== Description of the task ==
The listing below contains a span that opens with the line containing "filename crates/preiswerk-driver/src/diagnostics.rs" and closes with the line containing "first failure and". Return that span exactly.

===

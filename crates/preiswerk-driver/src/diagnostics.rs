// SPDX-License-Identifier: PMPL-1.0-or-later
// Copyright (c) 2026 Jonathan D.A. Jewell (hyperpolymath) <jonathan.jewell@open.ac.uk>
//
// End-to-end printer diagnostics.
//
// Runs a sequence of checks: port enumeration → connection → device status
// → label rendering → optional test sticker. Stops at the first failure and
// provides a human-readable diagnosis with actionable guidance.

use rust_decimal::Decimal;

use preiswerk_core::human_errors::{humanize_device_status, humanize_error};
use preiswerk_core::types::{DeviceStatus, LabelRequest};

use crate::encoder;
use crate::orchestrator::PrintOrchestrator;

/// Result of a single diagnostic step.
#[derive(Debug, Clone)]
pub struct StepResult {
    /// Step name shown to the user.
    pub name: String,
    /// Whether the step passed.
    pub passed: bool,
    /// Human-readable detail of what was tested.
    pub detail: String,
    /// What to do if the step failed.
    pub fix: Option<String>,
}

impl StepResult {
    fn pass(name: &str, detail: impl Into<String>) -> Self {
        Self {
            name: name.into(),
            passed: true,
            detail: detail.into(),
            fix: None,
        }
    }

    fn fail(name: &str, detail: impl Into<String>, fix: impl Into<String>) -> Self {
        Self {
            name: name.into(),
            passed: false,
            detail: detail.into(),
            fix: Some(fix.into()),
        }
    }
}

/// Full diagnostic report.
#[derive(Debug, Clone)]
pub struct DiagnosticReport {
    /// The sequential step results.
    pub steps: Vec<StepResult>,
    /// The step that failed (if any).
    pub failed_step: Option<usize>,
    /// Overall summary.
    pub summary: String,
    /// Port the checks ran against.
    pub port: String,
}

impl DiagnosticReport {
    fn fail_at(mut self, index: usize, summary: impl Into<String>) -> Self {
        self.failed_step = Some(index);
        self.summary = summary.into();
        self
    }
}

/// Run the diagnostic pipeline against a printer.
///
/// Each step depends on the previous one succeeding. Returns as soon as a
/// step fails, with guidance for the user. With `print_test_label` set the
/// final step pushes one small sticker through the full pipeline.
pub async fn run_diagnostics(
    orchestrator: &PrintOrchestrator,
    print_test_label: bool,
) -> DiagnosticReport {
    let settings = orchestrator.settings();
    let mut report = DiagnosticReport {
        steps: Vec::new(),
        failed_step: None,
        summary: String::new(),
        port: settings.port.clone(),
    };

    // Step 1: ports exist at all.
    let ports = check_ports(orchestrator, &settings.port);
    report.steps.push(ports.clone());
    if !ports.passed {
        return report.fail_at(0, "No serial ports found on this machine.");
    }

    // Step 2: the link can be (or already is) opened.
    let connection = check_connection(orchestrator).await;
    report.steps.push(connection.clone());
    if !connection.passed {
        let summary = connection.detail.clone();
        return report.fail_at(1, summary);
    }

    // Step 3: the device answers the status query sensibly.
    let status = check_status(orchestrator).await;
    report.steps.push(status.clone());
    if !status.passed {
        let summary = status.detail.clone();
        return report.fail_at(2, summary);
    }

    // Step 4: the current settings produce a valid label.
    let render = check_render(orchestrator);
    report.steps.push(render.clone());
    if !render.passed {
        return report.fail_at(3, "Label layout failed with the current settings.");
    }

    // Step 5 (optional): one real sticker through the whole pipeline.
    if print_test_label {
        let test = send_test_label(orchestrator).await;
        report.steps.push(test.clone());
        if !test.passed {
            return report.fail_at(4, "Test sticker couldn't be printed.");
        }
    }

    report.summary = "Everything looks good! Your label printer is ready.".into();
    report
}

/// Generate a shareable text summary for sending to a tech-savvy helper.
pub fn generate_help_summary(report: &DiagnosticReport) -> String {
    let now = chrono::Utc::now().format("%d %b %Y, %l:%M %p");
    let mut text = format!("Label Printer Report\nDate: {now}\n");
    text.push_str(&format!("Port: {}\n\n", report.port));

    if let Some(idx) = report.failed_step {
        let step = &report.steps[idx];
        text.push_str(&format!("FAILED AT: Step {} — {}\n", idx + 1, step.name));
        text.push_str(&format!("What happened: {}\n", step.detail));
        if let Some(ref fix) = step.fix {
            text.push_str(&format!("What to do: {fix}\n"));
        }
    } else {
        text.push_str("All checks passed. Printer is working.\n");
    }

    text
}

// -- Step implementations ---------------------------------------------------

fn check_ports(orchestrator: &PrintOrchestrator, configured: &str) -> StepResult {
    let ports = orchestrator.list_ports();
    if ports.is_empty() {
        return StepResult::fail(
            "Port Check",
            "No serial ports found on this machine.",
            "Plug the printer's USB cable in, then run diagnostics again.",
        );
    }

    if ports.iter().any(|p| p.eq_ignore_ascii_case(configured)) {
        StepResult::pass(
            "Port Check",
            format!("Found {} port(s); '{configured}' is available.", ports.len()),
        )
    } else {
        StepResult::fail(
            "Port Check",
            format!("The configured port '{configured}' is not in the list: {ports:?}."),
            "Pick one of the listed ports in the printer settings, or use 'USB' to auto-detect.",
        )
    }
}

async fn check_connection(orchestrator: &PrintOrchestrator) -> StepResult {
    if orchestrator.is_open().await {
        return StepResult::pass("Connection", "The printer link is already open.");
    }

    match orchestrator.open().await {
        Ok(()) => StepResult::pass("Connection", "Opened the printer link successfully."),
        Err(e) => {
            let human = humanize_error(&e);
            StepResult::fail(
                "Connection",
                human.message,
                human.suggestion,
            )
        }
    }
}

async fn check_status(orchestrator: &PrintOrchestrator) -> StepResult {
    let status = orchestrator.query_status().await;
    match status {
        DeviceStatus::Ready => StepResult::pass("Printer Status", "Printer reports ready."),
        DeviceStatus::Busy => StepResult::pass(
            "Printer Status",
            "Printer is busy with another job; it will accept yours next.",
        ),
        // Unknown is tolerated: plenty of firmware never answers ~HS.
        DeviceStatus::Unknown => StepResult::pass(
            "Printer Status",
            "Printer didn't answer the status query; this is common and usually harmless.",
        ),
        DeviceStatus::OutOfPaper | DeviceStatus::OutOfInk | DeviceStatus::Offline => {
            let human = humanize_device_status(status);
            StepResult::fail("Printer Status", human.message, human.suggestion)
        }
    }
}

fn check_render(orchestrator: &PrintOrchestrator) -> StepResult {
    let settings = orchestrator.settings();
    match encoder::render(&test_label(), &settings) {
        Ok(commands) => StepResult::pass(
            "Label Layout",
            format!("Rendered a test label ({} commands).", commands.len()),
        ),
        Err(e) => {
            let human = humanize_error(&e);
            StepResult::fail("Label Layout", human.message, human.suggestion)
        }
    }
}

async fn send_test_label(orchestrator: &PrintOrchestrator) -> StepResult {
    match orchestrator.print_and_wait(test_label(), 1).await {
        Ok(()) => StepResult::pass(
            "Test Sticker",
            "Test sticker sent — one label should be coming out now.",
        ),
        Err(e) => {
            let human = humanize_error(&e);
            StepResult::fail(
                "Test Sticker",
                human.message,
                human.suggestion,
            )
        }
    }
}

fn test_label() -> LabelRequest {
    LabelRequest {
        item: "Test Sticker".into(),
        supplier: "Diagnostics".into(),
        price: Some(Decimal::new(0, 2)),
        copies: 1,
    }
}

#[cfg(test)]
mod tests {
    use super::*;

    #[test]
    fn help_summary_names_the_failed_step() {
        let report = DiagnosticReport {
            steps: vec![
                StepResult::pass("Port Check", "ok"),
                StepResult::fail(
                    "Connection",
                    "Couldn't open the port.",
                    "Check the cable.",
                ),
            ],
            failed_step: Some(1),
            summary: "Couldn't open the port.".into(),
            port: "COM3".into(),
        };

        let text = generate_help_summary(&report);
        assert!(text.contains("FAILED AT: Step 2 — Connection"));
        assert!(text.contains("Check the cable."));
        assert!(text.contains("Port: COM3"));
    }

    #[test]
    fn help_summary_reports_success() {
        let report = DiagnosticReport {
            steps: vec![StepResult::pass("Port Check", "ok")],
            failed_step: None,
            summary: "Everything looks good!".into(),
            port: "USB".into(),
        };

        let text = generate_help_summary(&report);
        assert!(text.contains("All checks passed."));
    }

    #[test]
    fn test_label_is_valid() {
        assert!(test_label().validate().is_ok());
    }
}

===

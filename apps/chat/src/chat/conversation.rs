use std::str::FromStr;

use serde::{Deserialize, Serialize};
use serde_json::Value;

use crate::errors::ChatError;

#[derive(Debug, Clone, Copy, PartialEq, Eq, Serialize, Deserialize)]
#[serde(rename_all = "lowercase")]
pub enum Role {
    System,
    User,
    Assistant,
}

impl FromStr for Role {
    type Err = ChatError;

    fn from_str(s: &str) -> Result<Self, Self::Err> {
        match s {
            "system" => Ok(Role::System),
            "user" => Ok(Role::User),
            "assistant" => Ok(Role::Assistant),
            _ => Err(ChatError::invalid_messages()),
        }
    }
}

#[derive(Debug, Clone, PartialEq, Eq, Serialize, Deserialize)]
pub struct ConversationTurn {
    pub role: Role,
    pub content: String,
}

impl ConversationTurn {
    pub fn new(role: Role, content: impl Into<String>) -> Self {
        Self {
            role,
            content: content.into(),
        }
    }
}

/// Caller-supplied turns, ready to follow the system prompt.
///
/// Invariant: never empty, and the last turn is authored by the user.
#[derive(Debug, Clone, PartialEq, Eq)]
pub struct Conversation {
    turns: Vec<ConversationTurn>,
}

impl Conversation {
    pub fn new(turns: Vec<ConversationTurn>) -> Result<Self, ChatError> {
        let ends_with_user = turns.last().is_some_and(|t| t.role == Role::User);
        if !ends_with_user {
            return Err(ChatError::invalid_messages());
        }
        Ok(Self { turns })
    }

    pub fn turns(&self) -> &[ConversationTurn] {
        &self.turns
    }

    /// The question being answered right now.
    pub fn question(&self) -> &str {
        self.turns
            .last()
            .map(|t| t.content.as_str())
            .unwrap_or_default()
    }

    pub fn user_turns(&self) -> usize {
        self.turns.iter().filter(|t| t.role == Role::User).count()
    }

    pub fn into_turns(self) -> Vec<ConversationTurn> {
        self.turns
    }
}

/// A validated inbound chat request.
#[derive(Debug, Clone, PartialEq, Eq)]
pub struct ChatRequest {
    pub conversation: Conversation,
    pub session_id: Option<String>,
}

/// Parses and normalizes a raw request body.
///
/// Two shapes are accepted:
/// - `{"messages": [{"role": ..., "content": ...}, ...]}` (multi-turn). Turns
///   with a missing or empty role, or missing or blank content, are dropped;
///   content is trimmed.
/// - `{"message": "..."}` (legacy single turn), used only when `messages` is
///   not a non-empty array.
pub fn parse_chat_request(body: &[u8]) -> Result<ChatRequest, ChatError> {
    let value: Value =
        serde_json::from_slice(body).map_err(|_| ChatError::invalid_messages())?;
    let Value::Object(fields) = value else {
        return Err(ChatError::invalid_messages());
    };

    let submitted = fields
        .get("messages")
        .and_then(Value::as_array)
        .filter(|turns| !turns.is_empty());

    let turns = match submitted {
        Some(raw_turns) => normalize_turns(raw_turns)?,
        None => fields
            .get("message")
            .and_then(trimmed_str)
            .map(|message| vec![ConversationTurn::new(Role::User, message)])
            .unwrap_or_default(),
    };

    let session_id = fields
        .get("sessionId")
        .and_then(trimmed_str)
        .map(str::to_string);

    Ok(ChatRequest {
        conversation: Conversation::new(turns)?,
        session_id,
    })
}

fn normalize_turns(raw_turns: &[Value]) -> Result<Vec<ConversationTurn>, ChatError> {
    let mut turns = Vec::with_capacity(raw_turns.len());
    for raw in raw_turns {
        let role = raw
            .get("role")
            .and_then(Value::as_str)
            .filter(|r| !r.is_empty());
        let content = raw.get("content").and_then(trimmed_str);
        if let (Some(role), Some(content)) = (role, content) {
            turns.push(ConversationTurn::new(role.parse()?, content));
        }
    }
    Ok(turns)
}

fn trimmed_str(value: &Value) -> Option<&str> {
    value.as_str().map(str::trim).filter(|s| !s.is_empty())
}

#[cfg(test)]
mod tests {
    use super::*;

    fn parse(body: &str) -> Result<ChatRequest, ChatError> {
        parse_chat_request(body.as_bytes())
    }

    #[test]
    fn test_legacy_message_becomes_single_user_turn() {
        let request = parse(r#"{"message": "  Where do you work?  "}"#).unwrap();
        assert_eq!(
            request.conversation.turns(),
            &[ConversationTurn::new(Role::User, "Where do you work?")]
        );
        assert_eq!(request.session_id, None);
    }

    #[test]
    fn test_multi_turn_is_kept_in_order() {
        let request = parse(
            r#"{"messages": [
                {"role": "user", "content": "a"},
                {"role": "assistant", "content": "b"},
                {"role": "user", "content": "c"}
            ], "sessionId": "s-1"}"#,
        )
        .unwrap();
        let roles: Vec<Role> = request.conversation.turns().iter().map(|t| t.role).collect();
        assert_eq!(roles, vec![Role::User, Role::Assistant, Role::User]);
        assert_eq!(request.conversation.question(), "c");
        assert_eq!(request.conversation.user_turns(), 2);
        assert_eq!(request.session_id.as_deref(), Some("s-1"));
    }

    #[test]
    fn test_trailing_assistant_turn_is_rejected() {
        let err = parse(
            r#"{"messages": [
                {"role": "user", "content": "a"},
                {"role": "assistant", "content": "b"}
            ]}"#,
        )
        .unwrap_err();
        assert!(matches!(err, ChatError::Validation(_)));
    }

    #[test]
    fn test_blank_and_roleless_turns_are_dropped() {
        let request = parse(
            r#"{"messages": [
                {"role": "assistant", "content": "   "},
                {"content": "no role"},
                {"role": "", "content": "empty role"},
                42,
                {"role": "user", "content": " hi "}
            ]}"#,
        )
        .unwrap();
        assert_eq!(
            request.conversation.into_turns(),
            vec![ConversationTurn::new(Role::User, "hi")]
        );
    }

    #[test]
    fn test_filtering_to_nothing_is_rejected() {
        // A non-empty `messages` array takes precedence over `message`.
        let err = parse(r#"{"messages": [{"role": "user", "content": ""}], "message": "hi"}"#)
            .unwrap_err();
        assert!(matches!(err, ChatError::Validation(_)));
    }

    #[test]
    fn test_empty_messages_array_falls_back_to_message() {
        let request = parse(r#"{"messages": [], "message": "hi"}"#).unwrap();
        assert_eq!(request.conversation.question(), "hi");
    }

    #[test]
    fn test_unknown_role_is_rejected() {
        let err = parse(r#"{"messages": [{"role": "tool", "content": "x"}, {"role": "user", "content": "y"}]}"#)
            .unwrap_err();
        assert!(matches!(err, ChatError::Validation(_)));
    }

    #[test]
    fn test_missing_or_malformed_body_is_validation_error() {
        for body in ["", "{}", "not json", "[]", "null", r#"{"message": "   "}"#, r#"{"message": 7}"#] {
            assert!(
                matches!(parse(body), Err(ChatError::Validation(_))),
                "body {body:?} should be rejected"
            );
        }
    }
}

===

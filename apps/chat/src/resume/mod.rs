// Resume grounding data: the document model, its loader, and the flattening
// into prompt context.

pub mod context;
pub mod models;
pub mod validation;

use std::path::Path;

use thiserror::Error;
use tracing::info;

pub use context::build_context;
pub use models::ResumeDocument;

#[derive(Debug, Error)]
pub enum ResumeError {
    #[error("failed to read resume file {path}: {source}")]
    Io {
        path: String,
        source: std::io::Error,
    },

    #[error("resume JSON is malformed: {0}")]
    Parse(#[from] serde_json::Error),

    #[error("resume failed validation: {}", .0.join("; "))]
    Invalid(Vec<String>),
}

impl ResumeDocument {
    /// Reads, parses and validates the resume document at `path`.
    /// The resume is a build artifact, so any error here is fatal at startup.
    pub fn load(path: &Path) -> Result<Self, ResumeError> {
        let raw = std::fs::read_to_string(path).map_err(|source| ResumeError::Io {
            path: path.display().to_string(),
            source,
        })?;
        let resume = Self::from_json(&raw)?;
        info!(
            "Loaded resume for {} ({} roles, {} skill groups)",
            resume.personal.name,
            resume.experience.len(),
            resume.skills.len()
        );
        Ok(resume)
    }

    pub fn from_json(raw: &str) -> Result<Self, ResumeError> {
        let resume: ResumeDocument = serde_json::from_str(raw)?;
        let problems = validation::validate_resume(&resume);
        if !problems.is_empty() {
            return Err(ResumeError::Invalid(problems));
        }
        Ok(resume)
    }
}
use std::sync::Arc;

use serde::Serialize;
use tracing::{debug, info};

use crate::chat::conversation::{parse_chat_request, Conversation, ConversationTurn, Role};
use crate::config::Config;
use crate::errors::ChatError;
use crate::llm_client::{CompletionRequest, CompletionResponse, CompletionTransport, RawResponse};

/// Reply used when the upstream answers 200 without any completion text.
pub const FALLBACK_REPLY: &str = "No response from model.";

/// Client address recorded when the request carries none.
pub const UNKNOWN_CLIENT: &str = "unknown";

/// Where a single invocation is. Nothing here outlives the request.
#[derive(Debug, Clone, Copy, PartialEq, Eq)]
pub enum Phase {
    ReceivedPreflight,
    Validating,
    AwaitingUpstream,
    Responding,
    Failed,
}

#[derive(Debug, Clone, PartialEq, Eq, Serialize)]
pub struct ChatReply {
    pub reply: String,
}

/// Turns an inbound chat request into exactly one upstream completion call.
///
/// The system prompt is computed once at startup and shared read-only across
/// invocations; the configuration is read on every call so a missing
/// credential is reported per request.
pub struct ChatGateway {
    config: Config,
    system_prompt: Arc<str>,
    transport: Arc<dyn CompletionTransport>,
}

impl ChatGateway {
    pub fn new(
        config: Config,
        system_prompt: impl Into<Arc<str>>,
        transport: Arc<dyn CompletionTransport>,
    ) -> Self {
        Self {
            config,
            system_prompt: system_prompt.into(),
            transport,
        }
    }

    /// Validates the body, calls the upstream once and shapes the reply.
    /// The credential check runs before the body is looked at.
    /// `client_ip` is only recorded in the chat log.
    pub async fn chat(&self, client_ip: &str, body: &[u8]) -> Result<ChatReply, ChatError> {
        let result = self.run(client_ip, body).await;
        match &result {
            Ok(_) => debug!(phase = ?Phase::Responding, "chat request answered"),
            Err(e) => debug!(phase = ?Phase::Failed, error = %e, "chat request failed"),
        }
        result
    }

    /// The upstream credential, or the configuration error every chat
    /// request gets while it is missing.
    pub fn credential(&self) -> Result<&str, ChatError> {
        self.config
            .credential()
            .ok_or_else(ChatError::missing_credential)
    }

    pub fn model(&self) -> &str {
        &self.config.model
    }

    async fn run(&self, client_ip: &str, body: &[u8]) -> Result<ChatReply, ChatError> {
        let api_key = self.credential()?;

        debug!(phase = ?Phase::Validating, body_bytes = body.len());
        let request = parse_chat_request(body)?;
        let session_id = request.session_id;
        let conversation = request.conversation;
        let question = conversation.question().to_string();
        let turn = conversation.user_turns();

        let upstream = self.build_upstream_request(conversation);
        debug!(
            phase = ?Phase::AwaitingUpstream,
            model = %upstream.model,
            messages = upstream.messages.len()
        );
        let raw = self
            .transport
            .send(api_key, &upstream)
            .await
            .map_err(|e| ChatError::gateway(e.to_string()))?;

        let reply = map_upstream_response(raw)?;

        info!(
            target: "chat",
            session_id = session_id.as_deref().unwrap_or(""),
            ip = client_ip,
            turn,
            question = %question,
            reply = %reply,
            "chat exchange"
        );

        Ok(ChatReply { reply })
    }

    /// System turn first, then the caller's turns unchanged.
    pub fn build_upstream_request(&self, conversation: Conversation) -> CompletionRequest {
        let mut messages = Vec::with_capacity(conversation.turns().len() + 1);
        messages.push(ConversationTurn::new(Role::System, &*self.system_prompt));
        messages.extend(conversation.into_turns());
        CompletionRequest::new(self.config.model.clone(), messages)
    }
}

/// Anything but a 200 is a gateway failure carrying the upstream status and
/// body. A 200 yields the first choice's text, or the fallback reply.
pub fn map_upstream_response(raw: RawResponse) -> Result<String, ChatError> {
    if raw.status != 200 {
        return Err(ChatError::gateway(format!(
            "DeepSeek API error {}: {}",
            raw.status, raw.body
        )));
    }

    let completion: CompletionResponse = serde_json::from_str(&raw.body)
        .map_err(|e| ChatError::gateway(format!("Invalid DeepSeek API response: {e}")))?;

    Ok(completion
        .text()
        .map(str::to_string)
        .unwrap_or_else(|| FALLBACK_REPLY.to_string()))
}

===

== Result of this task ==
filename crates/preiswerk-driver/src/diagnostics.rs
// SPDX-License-Identifier: PMPL-1.0-or-later
// Copyright (c) 2026 Jonathan D.A. Jewell (hyperpolymath) <jonathan.jewell@open.ac.uk>
//
// End-to-end printer diagnostics.
//
// Runs a sequence of checks: port enumeration → connection → device status
// → label rendering → optional test sticker. Stops at the first failure and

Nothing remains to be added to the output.